- [Work instructions]
Please give the number of lines in the listing that include the word "QuarterLine", with no other words.

---- Data shown

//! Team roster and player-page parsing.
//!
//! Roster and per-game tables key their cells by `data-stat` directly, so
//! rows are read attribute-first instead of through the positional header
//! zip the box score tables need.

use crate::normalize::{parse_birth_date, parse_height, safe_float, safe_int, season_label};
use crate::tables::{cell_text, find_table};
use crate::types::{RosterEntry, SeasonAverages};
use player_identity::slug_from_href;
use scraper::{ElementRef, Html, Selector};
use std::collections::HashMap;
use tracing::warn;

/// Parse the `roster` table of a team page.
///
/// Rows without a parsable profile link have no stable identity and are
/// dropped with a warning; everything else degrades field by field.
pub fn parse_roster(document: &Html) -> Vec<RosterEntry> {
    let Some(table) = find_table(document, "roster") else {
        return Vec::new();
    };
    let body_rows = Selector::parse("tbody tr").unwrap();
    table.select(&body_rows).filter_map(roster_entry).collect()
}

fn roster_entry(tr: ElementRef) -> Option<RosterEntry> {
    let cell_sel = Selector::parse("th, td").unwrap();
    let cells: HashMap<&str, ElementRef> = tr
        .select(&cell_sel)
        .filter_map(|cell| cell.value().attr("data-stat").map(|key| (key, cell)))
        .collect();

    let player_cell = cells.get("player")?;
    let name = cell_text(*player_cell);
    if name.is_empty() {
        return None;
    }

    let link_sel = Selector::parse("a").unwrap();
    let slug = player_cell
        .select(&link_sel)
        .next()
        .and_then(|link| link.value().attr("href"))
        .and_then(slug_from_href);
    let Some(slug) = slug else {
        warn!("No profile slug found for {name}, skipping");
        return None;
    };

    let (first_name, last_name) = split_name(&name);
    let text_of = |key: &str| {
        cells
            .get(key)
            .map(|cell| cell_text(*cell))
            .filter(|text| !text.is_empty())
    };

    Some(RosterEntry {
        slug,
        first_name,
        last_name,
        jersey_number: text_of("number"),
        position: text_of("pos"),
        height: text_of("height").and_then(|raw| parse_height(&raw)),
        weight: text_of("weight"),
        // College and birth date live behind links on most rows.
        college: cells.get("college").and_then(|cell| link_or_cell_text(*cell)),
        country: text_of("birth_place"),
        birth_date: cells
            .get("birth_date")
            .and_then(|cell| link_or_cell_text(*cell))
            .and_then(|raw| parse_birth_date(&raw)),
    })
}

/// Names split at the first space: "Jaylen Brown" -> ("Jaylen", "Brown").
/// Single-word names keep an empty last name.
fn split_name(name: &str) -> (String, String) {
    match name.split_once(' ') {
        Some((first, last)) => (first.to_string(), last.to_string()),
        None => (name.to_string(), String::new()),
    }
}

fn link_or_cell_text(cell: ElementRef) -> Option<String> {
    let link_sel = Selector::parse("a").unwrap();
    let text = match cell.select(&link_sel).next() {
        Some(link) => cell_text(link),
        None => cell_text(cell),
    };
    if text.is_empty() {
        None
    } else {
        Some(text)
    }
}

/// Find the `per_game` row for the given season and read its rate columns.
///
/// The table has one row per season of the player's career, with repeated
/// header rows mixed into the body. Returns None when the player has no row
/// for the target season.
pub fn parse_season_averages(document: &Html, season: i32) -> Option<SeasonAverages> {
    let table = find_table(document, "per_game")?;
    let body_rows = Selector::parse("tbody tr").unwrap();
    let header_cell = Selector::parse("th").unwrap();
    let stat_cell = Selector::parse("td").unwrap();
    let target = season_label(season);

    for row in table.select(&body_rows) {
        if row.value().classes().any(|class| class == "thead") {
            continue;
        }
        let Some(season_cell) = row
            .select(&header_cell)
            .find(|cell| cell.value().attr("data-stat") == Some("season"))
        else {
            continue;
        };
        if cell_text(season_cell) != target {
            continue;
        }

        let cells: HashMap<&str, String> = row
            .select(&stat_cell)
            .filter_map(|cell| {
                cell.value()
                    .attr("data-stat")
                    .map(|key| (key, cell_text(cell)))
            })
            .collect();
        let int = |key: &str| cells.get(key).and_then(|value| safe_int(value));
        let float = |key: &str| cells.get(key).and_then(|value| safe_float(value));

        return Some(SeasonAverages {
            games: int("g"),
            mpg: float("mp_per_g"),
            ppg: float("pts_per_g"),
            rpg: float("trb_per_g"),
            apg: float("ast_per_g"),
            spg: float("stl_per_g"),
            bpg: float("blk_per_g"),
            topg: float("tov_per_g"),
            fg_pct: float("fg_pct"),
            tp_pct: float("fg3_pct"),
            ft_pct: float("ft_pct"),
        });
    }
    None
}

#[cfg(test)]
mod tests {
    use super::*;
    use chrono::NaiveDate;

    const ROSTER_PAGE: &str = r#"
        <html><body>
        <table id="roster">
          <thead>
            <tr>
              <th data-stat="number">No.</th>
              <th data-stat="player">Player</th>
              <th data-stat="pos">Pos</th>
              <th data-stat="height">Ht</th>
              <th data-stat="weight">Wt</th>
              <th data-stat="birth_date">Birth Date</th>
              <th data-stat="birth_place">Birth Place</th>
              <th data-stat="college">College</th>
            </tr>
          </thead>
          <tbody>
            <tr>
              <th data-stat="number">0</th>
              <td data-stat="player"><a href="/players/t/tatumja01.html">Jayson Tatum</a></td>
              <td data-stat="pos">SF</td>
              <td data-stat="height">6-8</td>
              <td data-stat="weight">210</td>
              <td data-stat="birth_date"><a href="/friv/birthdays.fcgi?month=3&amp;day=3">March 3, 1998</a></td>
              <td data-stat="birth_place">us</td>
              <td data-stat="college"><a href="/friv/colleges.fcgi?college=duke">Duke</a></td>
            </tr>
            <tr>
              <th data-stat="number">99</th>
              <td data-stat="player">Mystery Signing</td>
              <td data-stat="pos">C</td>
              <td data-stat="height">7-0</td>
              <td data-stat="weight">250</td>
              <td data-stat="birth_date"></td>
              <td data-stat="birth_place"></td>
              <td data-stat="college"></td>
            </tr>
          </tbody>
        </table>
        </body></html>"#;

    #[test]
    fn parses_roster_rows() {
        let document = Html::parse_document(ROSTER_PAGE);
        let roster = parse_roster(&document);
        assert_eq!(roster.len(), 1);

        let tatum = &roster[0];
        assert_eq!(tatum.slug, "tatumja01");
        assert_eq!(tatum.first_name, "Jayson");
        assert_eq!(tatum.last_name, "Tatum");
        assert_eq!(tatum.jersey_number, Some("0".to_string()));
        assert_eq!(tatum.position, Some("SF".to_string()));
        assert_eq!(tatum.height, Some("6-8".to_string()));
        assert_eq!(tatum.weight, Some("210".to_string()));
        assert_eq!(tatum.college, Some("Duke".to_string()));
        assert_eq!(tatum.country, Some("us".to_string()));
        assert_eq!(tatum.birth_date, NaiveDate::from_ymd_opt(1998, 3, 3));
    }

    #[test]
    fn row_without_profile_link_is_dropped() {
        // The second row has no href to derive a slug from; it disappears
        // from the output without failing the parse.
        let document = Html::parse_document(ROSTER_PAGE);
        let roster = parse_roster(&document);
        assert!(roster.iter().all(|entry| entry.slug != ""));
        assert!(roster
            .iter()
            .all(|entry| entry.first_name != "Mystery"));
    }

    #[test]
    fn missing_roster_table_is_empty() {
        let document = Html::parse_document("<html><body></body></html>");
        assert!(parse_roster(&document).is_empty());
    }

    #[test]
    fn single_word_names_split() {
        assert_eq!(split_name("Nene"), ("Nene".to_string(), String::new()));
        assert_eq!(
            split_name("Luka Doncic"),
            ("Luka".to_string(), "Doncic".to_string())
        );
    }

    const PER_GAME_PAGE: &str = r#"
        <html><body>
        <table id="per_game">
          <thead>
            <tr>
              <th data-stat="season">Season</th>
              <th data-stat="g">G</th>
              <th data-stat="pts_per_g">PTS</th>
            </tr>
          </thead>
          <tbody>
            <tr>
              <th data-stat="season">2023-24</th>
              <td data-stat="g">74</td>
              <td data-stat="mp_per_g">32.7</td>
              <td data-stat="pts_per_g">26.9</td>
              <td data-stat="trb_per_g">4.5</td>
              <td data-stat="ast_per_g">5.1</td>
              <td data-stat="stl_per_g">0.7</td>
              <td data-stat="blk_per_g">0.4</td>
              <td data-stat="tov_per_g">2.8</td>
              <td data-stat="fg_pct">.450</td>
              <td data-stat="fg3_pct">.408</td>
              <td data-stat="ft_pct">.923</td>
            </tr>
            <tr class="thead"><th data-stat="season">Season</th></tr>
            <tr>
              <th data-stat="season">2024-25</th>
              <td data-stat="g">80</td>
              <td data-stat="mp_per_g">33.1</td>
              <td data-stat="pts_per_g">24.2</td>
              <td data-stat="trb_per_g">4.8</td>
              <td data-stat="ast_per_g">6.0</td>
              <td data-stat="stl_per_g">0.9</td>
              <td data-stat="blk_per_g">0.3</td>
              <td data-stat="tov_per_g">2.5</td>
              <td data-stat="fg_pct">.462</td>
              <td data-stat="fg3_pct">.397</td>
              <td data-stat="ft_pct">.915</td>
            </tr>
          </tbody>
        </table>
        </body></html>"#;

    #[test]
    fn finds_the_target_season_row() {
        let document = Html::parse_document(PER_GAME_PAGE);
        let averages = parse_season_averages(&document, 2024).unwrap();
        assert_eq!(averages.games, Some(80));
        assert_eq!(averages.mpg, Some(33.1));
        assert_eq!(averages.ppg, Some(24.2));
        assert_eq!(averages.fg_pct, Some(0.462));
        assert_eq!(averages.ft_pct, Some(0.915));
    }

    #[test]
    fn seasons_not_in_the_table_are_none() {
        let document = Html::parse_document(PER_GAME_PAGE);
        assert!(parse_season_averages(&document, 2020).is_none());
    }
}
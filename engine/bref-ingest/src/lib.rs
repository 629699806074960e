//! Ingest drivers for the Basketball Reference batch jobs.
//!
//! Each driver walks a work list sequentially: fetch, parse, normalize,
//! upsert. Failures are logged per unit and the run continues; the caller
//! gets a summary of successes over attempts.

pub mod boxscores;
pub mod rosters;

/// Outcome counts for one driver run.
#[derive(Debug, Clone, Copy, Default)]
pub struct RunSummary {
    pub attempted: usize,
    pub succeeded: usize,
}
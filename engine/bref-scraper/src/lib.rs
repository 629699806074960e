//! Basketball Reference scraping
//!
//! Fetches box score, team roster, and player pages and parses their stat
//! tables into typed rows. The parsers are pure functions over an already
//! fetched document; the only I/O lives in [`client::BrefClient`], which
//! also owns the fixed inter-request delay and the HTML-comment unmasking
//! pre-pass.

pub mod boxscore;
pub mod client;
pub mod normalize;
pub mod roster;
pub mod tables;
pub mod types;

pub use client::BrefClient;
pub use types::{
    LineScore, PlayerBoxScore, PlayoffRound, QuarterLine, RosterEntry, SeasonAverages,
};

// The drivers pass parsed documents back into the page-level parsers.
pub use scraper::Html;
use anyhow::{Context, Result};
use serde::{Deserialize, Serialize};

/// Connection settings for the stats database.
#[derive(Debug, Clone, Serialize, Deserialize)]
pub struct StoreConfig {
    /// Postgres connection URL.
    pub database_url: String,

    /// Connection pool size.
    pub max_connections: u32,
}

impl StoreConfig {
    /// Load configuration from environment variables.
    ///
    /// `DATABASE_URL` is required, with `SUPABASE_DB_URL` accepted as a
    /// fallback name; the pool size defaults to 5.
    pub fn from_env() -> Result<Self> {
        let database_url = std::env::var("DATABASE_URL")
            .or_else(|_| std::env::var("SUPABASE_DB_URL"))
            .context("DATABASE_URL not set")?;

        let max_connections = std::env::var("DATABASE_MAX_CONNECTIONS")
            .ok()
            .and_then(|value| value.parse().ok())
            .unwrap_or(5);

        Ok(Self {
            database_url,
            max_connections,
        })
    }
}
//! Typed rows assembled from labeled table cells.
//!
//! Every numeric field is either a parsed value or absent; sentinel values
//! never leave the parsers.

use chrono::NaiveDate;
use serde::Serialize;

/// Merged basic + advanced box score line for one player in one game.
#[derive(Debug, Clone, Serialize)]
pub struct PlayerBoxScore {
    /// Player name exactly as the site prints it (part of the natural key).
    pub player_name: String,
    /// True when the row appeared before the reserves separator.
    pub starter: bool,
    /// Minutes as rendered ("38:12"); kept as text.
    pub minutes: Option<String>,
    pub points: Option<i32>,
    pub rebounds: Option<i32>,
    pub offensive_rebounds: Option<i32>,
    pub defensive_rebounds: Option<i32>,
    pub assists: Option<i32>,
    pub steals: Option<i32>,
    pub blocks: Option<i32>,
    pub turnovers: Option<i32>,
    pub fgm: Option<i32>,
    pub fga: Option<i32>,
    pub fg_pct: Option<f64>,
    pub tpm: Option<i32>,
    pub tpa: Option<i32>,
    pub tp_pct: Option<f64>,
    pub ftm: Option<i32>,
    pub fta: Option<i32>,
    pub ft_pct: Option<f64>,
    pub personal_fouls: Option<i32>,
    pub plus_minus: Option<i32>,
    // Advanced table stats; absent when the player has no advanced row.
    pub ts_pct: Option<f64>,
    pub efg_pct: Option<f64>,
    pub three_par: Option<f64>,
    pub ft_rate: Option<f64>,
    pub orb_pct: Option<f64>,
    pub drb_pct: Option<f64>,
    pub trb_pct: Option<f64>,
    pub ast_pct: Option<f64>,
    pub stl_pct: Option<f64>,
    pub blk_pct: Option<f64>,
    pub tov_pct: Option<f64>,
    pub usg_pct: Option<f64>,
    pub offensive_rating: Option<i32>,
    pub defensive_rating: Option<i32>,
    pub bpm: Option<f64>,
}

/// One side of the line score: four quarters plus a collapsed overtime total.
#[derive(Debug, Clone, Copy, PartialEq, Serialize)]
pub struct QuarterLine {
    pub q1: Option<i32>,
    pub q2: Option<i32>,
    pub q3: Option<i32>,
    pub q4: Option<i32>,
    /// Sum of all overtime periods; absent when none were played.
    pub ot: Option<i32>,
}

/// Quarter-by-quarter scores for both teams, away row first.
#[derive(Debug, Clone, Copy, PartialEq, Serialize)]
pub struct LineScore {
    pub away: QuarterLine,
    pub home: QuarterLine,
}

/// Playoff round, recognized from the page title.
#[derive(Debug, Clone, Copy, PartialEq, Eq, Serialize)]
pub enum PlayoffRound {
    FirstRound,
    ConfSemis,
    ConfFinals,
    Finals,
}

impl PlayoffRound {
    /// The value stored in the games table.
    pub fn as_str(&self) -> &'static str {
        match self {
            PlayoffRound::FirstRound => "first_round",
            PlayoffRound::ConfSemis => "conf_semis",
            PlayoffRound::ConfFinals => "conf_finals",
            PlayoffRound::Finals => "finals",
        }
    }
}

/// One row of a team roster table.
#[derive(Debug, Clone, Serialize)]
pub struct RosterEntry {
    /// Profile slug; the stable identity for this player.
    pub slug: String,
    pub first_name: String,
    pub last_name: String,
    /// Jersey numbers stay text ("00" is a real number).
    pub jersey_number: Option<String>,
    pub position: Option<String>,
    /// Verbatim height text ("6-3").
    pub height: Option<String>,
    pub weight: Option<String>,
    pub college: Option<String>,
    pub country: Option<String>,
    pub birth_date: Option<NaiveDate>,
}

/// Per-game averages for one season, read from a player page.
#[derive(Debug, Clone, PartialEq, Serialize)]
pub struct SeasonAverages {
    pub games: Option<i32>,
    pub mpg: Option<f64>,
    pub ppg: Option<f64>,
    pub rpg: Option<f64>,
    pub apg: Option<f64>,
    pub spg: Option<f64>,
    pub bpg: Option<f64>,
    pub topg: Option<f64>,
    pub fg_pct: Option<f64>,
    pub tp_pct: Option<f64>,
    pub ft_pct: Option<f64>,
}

--------

- [Output for this task]
4